Swin MoCo: Improving parotid gland MRI segmentation using contrastive learning

Med Phys. 2024 May 15. doi: 10.1002/mp.17128. Online ahead of print.

Abstract

Background: Segmentation of the parotid glands and tumors by MR images is essential for treating parotid gland tumors. However, segmentation of the parotid glands is particularly challenging due to their variable shape and low contrast with surrounding structures.

Purpose: The lack of large and well-annotated datasets limits the development of deep learning in medical images. As an unsupervised learning method, contrastive learning has seen rapid development in recent years. It can better use unlabeled images and is hopeful to improve parotid gland segmentation.

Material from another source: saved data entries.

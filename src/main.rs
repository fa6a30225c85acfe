use anyhow::{Context, Result};
use clap::{Parser, Subcommand};
use std::path::PathBuf;

use mess_ledger::cli::{
    handle_export_command, handle_member_command, handle_months_command, handle_shared_command,
    ExportFormat, MemberCommands, SharedCommands,
};
use mess_ledger::config::{MessPaths, Settings};
use mess_ledger::display::format_summary;
use mess_ledger::logging;
use mess_ledger::models::MonthKey;
use mess_ledger::services::MessService;
use mess_ledger::storage::{json_file_valid, Storage};

#[derive(Parser)]
#[command(
    name = "mess",
    version,
    about = "Monthly meal and expense ledger for a shared mess",
    long_about = "Tracks each member's meals and bazar spending along with the \
                  mess's shared bills, and works out who owes the fund and who \
                  gets money back at the end of the month."
)]
struct Cli {
    /// Month to work on, e.g. "Sep-25" (default: current month)
    #[arg(long, global = true)]
    month: Option<String>,

    #[command(subcommand)]
    command: Option<Commands>,
}

#[derive(Subcommand)]
enum Commands {
    /// Show the month dashboard
    Summary,

    /// Member management commands
    #[command(subcommand)]
    Member(MemberCommands),

    /// Shared expense commands
    #[command(subcommand)]
    Shared(SharedCommands),

    /// List stored months
    Months {
        /// Show the full selectable range instead
        #[arg(short, long)]
        all: bool,
    },

    /// Export settlements to a file
    Export {
        /// Output file path
        output: PathBuf,

        /// Export format
        #[arg(short, long, value_enum, default_value = "csv")]
        format: ExportFormat,

        /// Export every stored month instead of the selected one
        #[arg(long)]
        all_months: bool,

        /// Pretty-print JSON output
        #[arg(long)]
        pretty: bool,
    },

    /// Initialize the data directory and settings
    Init,

    /// Show current configuration and paths
    Config,
}

fn main() -> Result<()> {
    let cli = Cli::parse();

    // Initialize paths and settings
    let paths = MessPaths::new()?;
    let settings = Settings::load_or_create(&paths)?;
    logging::init(&settings.log_filter);

    // Initialize storage
    let mut storage = Storage::new(paths.clone())?;
    storage.load_all()?;
    storage.bootstrap(MonthKey::current())?;

    let month = match cli.month.as_deref() {
        Some(s) => MonthKey::parse(s).with_context(|| format!("invalid --month '{}'", s))?,
        None => MonthKey::current(),
    };
    let symbol = settings.currency_symbol.as_str();

    match cli.command {
        Some(Commands::Summary) | None => {
            let service = MessService::open(&storage, month, settings.negative_amounts)?;
            let record = service.record()?;
            let stats = service.summary()?;
            print!(
                "{}",
                format_summary(month, &stats, record.member_count(), symbol)
            );
        }
        Some(Commands::Member(cmd)) => {
            let service = MessService::open(&storage, month, settings.negative_amounts)?;
            handle_member_command(&service, symbol, cmd)?;
        }
        Some(Commands::Shared(cmd)) => {
            let service = MessService::open(&storage, month, settings.negative_amounts)?;
            handle_shared_command(&service, symbol, cmd)?;
        }
        Some(Commands::Months { all }) => {
            handle_months_command(&storage, month, all, symbol)?;
        }
        Some(Commands::Export {
            output,
            format,
            all_months,
            pretty,
        }) => {
            handle_export_command(&storage, month, output, format, all_months, pretty)?;
        }
        Some(Commands::Init) => {
            println!("Initializing mess-ledger at: {}", paths.base_dir().display());
            paths.ensure_directories()?;
            settings.save(&paths)?;
            storage.save_all()?;
            println!("Initialization complete!");
            println!();
            println!("Run 'mess member add <name>' to add the first member.");
        }
        Some(Commands::Config) => {
            println!("mess-ledger Configuration");
            println!("=========================");
            println!("Base directory:   {}", paths.base_dir().display());
            println!("Settings file:    {}", paths.settings_file().display());
            println!("Records file:     {}", paths.records_file().display());
            println!(
                "Initialized:      {}",
                if paths.is_initialized() { "yes" } else { "no (run 'mess init')" }
            );
            if !json_file_valid(paths.records_file()) {
                println!("Records file is missing or unreadable.");
            }
            println!();
            println!("Settings:");
            println!("  Currency symbol:  {}", settings.currency_symbol);
            println!("  Negative amounts: {:?}", settings.negative_amounts);
            println!("  Log filter:       {}", settings.log_filter);
        }
    }

    Ok(())
}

Methods: We propose Swin MoCo, a momentum contrastive learning network with Swin Transformer as its backbone. The ImageNet supervised model is used as the initial weights of Swin MoCo, thus improving the training effects on small medical image datasets.

Results: Swin MoCo trained with transfer learning improves parotid gland segmentation to 89.78% DSC, 85.18% mIoU, 3.60 HD, and 90.08% mAcc. On the Synapse multi-organ computed tomography (CT) dataset, using Swin MoCo as the pre-trained model of Swin-Unet yields 79.66% DSC and 12.73 HD, which outperforms the best result of Swin-Unet on the Synapse dataset.

Conclusions: The above improvements require only 4 h of training on a single NVIDIA Tesla V100, which is computationally cheap. Swin MoCo provides new approaches to improve the performance of tasks on small datasets. The code is publicly available at https://github.com/Zian-Xu/Swin-MoCo.

Keywords: contrastive learning; image segmentation; parotid gland tumor; transformer; unsupervised learning.